• _TASK STATEMENT_:
Below are lines of data, and only some are wanted. Please repeat exactly those from the line that has "pub struct PropagationReport" through the line that has "set became empty".

• _DATA RECORDS_:
——————

//! Tests for attempt progress tracking and batch mode

#[cfg(test)]
mod tests {
    use edgetile::algorithm::executor::StepStatus;
    use edgetile::io::configuration::MAX_INDIVIDUAL_PROGRESS_BARS;
    use edgetile::io::progress::ProgressManager;

    // Tests the full lifecycle on a hidden display
    // Verified by panicking on updates for unknown attempts
    #[test]
    fn test_progress_lifecycle() {
        let mut pm = ProgressManager::hidden();
        pm.initialize(2);
        pm.start_attempt(0, 42, 100);
        pm.update_attempt(0, 50);
        pm.complete_attempt(0, StepStatus::Contradiction);
        pm.start_attempt(1, 43, 100);
        pm.update_attempt(1, 100);
        pm.complete_attempt(1, StepStatus::Solved);
        assert_eq!(pm.attempts_started(), 2);
        pm.finish();
    }

    // Tests updates for attempts that were never started are ignored
    // Verified by indexing attempt state directly
    #[test]
    fn test_unknown_attempt_ignored() {
        let mut pm = ProgressManager::hidden();
        pm.initialize(1);
        pm.update_attempt(3, 10);
        pm.complete_attempt(3, StepStatus::Solved);
        assert_eq!(pm.attempts_started(), 0);
        pm.finish();
    }

    // Tests batch mode handles more attempts than individual bars
    // Verified by creating one bar per attempt
    #[test]
    fn test_batch_mode() {
        let attempts = MAX_INDIVIDUAL_PROGRESS_BARS + 3;
        let mut pm = ProgressManager::hidden();
        pm.initialize(attempts);
        for attempt in 0..attempts {
            pm.start_attempt(attempt, attempt as u64, 9);
            pm.update_attempt(attempt, 4);
            pm.complete_attempt(attempt, StepStatus::Contradiction);
        }
        assert_eq!(pm.attempts_started(), attempts);
        pm.finish();
    }

    // Tests default trait implementation starts empty
    // Verified by seeding default with a placeholder attempt
    #[test]
    fn test_progress_manager_default() {
        let pm = ProgressManager::default();
        assert_eq!(pm.attempts_started(), 0);
        pm.finish();
    }
}
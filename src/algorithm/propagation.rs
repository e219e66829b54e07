use crate::{
    algorithm::{bitset::TileBitset, cache::SupportCache},
    spatial::grid::{Cell, GridModel},
};
use std::collections::{HashSet, VecDeque};

/// Summary of one propagation pass
#[derive(Debug, Clone, Copy, Default, PartialEq, Eq)]
pub struct PropagationReport {
    /// Number of times a neighbour's possibility set shrank
    pub revised: usize,
    /// Number of worklist entries processed
    pub visited: usize,
    /// First cell whose possibility set became empty
    pub contradiction: Option<[i32; 2]>,
}

impl PropagationReport {
    /// Whether the pass ended in a contradiction
    pub const fn is_contradiction(&self) -> bool {
        self.contradiction.is_some()
    }
}

/// Filter neighbouring possibility sets outward from the seed cells
///
/// Each processed cell restricts every undecided in-bounds neighbour to the
/// tiles its facing side can support. A neighbour that shrinks is queued in
/// turn, so the pass only ends at a fixed point where every undecided cell
/// is consistent with all of its neighbours, or as soon as some cell runs
/// out of possibilities.
pub fn propagate<I>(grid: &mut GridModel<'_>, cache: &mut SupportCache, seeds: I) -> PropagationReport
where
    I: IntoIterator<Item = [i32; 2]>,
{
    let registry = grid.registry();
    let direction_count = registry.directions().len();
    let mut report = PropagationReport::default();

    let mut queue: VecDeque<[i32; 2]> = VecDeque::new();
    let mut queued: HashSet<[i32; 2]> = HashSet::new();
    for seed in seeds {
        if queued.insert(seed) {
            queue.push_back(seed);
        }
    }

    while let Some(position) = queue.pop_front() {
        queued.remove(&position);
        report.visited += 1;

        let source = match grid.cell(position) {
            Some(Cell::Committed(tile)) => TileBitset::single(registry.len(), *tile),
            Some(Cell::Undecided(set)) => set.clone(),
            None => continue,
        };

        for direction in 0..direction_count {
            let Some(next) = grid.neighbour(position, direction) else {
                continue;
            };
            if grid.cell(next).is_none_or(Cell::is_committed) {
                continue;
            }

            let allowed = cache.support(registry, &source, direction);
            if grid.restrict(next, &allowed) != Some(true) {
                continue;
            }
            report.revised += 1;

            if grid.cell(next).is_some_and(Cell::is_contradiction) {
                report.contradiction = Some(next);
                return report;
            }
            if queued.insert(next) {
                queue.push_back(next);
            }
        }
    }

    report
}

/// Find an adjacent pair of committed cells whose facing sides disagree
///
/// Pairs are reported as (cell, neighbour) with the neighbour lying in a
/// registry direction from the cell. Used to reject conflicting pins and
/// to verify finished grids.
pub fn first_incompatible_pair(grid: &GridModel<'_>) -> Option<([i32; 2], [i32; 2])> {
    let registry = grid.registry();
    let direction_count = registry.directions().len();

    for position in grid.positions() {
        let Some(tile) = grid.tile_at(position) else {
            continue;
        };
        for direction in 0..direction_count {
            let Some(next) = grid.neighbour(position, direction) else {
                continue;
            };
            let Some(neighbour_tile) = grid.tile_at(next) else {
                continue;
            };
            let compatible = registry
                .supports(tile, direction)
                .is_some_and(|allowed| allowed.contains(neighbour_tile));
            if !compatible {
                return Some((position, next));
            }
        }
    }

    None
}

——————

• _WRITTEN SOLUTION_:
pub struct PropagationReport {
    /// Number of times a neighbour's possibility set shrank
    pub revised: usize,
    /// Number of worklist entries processed
    pub visited: usize,
    /// First cell whose possibility set became empty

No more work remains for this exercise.